Action item: Whenever the word "TaskStore" appears in a line of the data below, copy that line.

Given records:
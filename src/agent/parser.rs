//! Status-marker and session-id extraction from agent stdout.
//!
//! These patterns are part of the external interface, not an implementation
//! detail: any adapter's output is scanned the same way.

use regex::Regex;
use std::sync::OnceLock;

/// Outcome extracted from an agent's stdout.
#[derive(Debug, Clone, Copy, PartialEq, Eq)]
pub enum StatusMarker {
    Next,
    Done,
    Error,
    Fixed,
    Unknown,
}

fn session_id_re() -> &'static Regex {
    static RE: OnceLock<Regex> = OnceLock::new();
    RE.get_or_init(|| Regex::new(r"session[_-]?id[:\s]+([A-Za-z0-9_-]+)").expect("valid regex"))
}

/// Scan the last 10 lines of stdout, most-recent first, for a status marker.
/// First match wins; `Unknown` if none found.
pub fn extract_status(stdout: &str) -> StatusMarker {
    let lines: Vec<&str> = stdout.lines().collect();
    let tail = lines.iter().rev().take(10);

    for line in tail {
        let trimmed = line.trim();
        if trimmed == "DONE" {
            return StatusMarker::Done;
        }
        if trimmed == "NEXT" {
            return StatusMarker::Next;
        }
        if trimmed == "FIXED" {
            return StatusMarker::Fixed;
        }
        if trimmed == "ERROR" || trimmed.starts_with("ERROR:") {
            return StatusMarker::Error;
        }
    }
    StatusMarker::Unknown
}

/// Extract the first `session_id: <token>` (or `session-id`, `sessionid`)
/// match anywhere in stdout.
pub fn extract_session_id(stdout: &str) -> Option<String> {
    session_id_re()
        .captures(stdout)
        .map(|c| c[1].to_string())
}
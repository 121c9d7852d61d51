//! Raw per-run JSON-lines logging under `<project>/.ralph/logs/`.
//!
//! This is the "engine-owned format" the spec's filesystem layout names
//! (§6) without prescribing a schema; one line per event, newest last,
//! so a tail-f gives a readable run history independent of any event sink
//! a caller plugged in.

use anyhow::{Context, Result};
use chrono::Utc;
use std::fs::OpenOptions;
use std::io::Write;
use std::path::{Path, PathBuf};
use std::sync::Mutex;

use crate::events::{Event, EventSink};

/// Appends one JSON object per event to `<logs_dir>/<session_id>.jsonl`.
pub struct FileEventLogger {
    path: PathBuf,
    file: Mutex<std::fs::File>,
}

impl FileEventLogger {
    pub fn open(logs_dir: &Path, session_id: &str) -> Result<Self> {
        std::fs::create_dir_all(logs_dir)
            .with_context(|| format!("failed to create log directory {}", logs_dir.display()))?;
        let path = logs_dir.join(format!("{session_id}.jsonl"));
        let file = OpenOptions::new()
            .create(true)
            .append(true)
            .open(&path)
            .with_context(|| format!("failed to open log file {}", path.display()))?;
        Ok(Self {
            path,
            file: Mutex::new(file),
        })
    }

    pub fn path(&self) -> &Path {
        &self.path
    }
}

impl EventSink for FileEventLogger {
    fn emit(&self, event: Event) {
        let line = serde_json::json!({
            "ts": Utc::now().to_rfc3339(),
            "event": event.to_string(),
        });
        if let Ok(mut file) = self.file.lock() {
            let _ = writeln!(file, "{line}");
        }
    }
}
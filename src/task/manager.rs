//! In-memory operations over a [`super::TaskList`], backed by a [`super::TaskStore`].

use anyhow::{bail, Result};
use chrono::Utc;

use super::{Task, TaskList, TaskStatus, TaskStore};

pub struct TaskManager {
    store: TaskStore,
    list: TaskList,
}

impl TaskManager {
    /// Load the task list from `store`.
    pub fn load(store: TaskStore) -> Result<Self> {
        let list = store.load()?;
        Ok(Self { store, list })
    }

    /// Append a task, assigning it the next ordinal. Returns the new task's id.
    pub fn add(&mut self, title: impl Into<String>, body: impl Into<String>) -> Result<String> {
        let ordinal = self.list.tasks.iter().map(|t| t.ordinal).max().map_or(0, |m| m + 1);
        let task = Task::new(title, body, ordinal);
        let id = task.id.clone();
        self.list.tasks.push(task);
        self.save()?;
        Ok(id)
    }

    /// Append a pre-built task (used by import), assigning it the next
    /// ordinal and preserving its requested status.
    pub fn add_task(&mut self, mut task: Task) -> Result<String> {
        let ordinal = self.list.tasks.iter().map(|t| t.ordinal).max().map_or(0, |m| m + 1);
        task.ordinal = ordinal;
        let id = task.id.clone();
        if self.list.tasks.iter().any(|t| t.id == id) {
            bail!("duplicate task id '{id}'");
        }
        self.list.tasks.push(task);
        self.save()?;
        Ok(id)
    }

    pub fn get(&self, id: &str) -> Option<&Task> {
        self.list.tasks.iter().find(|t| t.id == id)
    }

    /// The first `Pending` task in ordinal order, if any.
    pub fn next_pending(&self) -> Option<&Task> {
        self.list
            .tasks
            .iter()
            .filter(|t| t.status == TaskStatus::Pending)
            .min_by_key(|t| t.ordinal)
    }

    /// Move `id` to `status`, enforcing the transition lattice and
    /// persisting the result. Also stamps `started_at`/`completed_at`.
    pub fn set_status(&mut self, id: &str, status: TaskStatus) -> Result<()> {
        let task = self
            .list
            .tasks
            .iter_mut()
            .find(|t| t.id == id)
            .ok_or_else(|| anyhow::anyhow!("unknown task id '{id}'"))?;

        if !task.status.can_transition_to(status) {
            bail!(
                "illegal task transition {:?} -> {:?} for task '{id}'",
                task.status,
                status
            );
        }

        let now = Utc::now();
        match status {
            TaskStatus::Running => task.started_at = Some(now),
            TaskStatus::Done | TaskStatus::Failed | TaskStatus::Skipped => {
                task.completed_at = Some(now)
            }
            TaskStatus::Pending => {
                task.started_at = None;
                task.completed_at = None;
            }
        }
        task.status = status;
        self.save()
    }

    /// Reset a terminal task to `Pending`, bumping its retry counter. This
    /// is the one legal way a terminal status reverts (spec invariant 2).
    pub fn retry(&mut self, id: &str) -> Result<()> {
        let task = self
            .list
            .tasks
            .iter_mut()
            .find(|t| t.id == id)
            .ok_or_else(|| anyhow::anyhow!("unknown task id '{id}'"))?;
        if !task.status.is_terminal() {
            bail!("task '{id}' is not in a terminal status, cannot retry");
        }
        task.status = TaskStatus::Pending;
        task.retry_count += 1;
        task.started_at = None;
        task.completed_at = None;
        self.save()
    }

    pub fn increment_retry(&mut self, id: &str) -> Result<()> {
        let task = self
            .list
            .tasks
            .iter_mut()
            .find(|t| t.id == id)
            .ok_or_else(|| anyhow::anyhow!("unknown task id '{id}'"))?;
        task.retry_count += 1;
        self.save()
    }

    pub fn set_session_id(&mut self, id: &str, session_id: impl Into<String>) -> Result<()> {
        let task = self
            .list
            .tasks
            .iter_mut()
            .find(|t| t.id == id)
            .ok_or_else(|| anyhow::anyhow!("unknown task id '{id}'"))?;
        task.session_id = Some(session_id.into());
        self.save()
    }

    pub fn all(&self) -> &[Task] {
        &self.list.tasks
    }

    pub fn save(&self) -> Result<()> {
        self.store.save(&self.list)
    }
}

Response to the task:
//! In-memory operations over a [`super::TaskList`], backed by a [`super::TaskStore`].
use super::{Task, TaskList, TaskStatus, TaskStore};
    store: TaskStore,
    pub fn load(store: TaskStore) -> Result<Self> {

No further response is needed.